Count the lines in the records below that contain the word "filled", and reply with only that number.

SUPPLIED RECORDS below:

//-
// Copyright (c) 2024, the Arcmail Developers
//
// This file is part of Arcmail.
//
// Arcmail is free software: you can  redistribute it and/or modify it under
// the terms of  the GNU General Public License as  published by the Free
// Software Foundation, either version 3 of the License, or (at your option)
// any later version.
//
// Arcmail is distributed in the hope that  it will be useful, but WITHOUT ANY
// WARRANTY; without  even the implied  warranty of MERCHANTABILITY  or FITNESS
// FOR  A PARTICULAR  PURPOSE.  See the  GNU General  Public  License for  more
// details.
//
// You should have received a copy of the GNU General Public License along with
// Arcmail. If not, see <http://www.gnu.org/licenses/>.

//! The message object.
//!
//! A message is owned by a mailbox (keyed by UID) and/or known by its
//! database id. It is filled in piecemeal by fetchers; the per-class
//! fetched-state flags are monotonic, so a consumer that once observed
//! `has_headers` can rely on the headers staying put for the lifetime of
//! the object.

use std::cell::RefCell;
use std::collections::BTreeSet;
use std::rc::Rc;

use chrono::prelude::*;

use crate::mime::bodypart::{
    append_multipart, parse_bodypart, parse_header_block, Bodypart,
};
use crate::mime::header::{Enclosing, Header, Mode};

use super::model::{MessageId, Modseq, Uid, UserId};

/// Shared handle to a message being filled in.
///
/// The fetch pipeline and the owning mailbox both hold handles; everything
/// runs on the loop thread.
pub type MessageRef = Rc<RefCell<Message>>;

#[derive(Clone, Debug, PartialEq)]
pub struct Annotation {
    pub name_id: u32,
    pub entry_name: String,
    pub owner: Option<UserId>,
    pub value: String,
}

#[derive(Clone, Debug)]
pub struct Message {
    uid: Option<Uid>,
    database_id: Option<MessageId>,
    header: Header,
    parts: Vec<Bodypart>,
    flags: BTreeSet<u32>,
    annotations: Vec<Annotation>,
    rfc822_size: u32,
    internal_date: i64,
    modseq: Modseq,
    error: Option<String>,

    has_headers: bool,
    has_addresses: bool,
    has_flags: bool,
    has_bodies: bool,
    has_bytes_and_lines: bool,
    has_annotations: bool,
}

impl Default for Message {
    fn default() -> Self {
        Message::new()
    }
}

impl Message {
    pub fn new() -> Self {
        Message {
            uid: None,
            database_id: None,
            header: Header::new(Mode::Rfc2822),
            parts: Vec::new(),
            flags: BTreeSet::new(),
            annotations: Vec::new(),
            rfc822_size: 0,
            internal_date: 0,
            modseq: Modseq::MIN,
            error: None,

            has_headers: false,
            has_addresses: false,
            has_flags: false,
            has_bodies: false,
            has_bytes_and_lines: false,
            has_annotations: false,
        }
    }

    pub fn shared(self) -> MessageRef {
        Rc::new(RefCell::new(self))
    }

    /// Parses a complete RFC 5322 message.
    pub fn parse(raw: &[u8]) -> Message {
        let mut error = None;
        let mut m = Message::parse_enclosed(raw, &[], &mut error);
        m.error = error;
        m
    }

    /// Parses a message nested inside the parts described by `enclosing`
    /// (nearest first), which supply fallback Date and From during header
    /// repair.
    pub fn parse_enclosed(
        raw: &[u8],
        enclosing: &[Enclosing],
        error: &mut Option<String>,
    ) -> Message {
        let (mut header, body_start) =
            parse_header_block(raw, Mode::Rfc2822);

        let now = Utc::now()
            .with_timezone(&FixedOffset::east_opt(0).expect("UTC offset"));
        header.repair(enclosing, now);

        let bp = parse_bodypart(&raw[body_start..], header, enclosing, error);

        let mut m = Message::new();
        m.rfc822_size = raw.len() as u32;

        let is_multipart = bp
            .header()
            .content_type()
            .map_or(false, |ct| ct.is_type("multipart"));

        if is_multipart {
            let mut bp = bp;
            m.parts = std::mem::take(bp.children_mut());
            m.header = std::mem::take(bp.header_mut());
        } else {
            let mut bp = bp;
            m.header = std::mem::replace(
                bp.header_mut(),
                Header::new(Mode::Mime),
            );
            bp.set_number(1);
            m.parts = vec![bp];
        }

        m.has_headers = true;
        m.has_addresses = true;
        m.has_bodies = true;
        m.has_bytes_and_lines = true;
        m
    }

    /// The canonical wire representation.
    pub fn as_text(&self) -> String {
        let mut out = self.header.as_text();
        out.push_str("\r\n");

        let is_multipart = self
            .header
            .content_type()
            .map_or(false, |ct| ct.is_type("multipart"));

        if is_multipart {
            let boundary = self
                .header
                .content_type()
                .and_then(|ct| ct.parameter("boundary"))
                .unwrap_or("")
                .to_owned();
            out.push_str(&append_multipart(&boundary, &self.parts));
        } else if let Some(p0) = self.parts.first() {
            let mut root = p0.clone();
            root.set_header(self.header.clone());
            out.push_str(&root.body_text());
        }

        out
    }

    pub fn header(&self) -> &Header {
        &self.header
    }

    pub fn header_mut(&mut self) -> &mut Header {
        &mut self.header
    }

    pub fn set_header(&mut self, header: Header) {
        self.header = header;
    }

    pub fn parts(&self) -> &[Bodypart] {
        &self.parts
    }

    pub fn parts_mut(&mut self) -> &mut Vec<Bodypart> {
        &mut self.parts
    }

    pub fn error(&self) -> Option<&str> {
        self.error.as_deref()
    }

    pub fn uid(&self) -> Option<Uid> {
        self.uid
    }

    pub fn set_uid(&mut self, uid: Uid) {
        self.uid = Some(uid);
    }

    pub fn database_id(&self) -> Option<MessageId> {
        self.database_id
    }

    pub fn set_database_id(&mut self, id: MessageId) {
        self.database_id = Some(id);
    }

    pub fn rfc822_size(&self) -> u32 {
        self.rfc822_size
    }

    pub fn set_rfc822_size(&mut self, size: u32) {
        self.rfc822_size = size;
    }

    pub fn internal_date(&self) -> i64 {
        self.internal_date
    }

    pub fn set_internal_date(&mut self, idate: i64) {
        self.internal_date = idate;
    }

    pub fn modseq(&self) -> Modseq {
        self.modseq
    }

    pub fn set_modseq(&mut self, modseq: Modseq) {
        self.modseq = modseq;
    }

    pub fn flags(&self) -> &BTreeSet<u32> {
        &self.flags
    }

    pub fn add_flag(&mut self, flag_id: u32) {
        self.flags.insert(flag_id);
    }

    pub fn annotations(&self) -> &[Annotation] {
        &self.annotations
    }

    /// Adds `a`, replacing any previous annotation with the same entry
    /// name and owner.
    pub fn replace_annotation(&mut self, a: Annotation) {
        self.annotations
            .retain(|x| x.name_id != a.name_id || x.owner != a.owner);
        self.annotations.push(a);
    }

    /// Finds the bodypart at the dotted `part` number, materialising
    /// interior parts on demand when `create` is set.
    ///
    /// Part numbers are 1-based; `""` is not a part.
    pub fn bodypart_mut(
        &mut self,
        part: &str,
        create: bool,
    ) -> Option<&mut Bodypart> {
        let mut segments = Vec::new();
        for seg in part.split('.') {
            let n: usize = seg.parse().ok()?;
            if 0 == n {
                return None;
            }
            segments.push(n);
        }
        if segments.is_empty() {
            return None;
        }

        let first = segments.remove(0);
        if self.parts.len() < first {
            if !create {
                return None;
            }
            for n in self.parts.len()..first {
                self.parts.push(Bodypart::new(n as u32 + 1));
            }
        }
        let mut current = &mut self.parts[first - 1];

        for seg in segments {
            let children = current.children_mut();
            if children.len() < seg {
                if !create {
                    return None;
                }
                for n in children.len()..seg {
                    children.push(Bodypart::new(n as u32 + 1));
                }
            }
            current = &mut current.children_mut()[seg - 1];
        }

        Some(current)
    }

    /// Lazily allocates the embedded message of the part at `part`; used
    /// when decoding `x.y.z.rfc822` rows.
    pub fn embedded_message_mut(
        &mut self,
        part: &str,
    ) -> Option<&mut Message> {
        let bp = self.bodypart_mut(part, true)?;
        if bp.message().is_none() {
            bp.set_message(Message::new());
        }
        bp.message_mut()
    }

    pub fn has_headers(&self) -> bool {
        self.has_headers
    }

    pub fn set_headers_fetched(&mut self) {
        self.has_headers = true;
    }

    pub fn has_addresses(&self) -> bool {
        self.has_addresses
    }

    pub fn set_addresses_fetched(&mut self) {
        self.has_addresses = true;
    }

    pub fn has_flags(&self) -> bool {
        self.has_flags
    }

    pub fn set_flags_fetched(&mut self) {
        self.has_flags = true;
    }

    pub fn has_bodies(&self) -> bool {
        self.has_bodies
    }

    pub fn set_bodies_fetched(&mut self) {
        self.has_bodies = true;
    }

    pub fn has_bytes_and_lines(&self) -> bool {
        self.has_bytes_and_lines
    }

    pub fn set_bytes_and_lines_fetched(&mut self) {
        self.has_bytes_and_lines = true;
    }

    pub fn has_annotations(&self) -> bool {
        self.has_annotations
    }

    pub fn set_annotations_fetched(&mut self) {
        self.has_annotations = true;
    }
}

End of SUPPLIED RECORDS.

• RESULT OF THE TASK:
2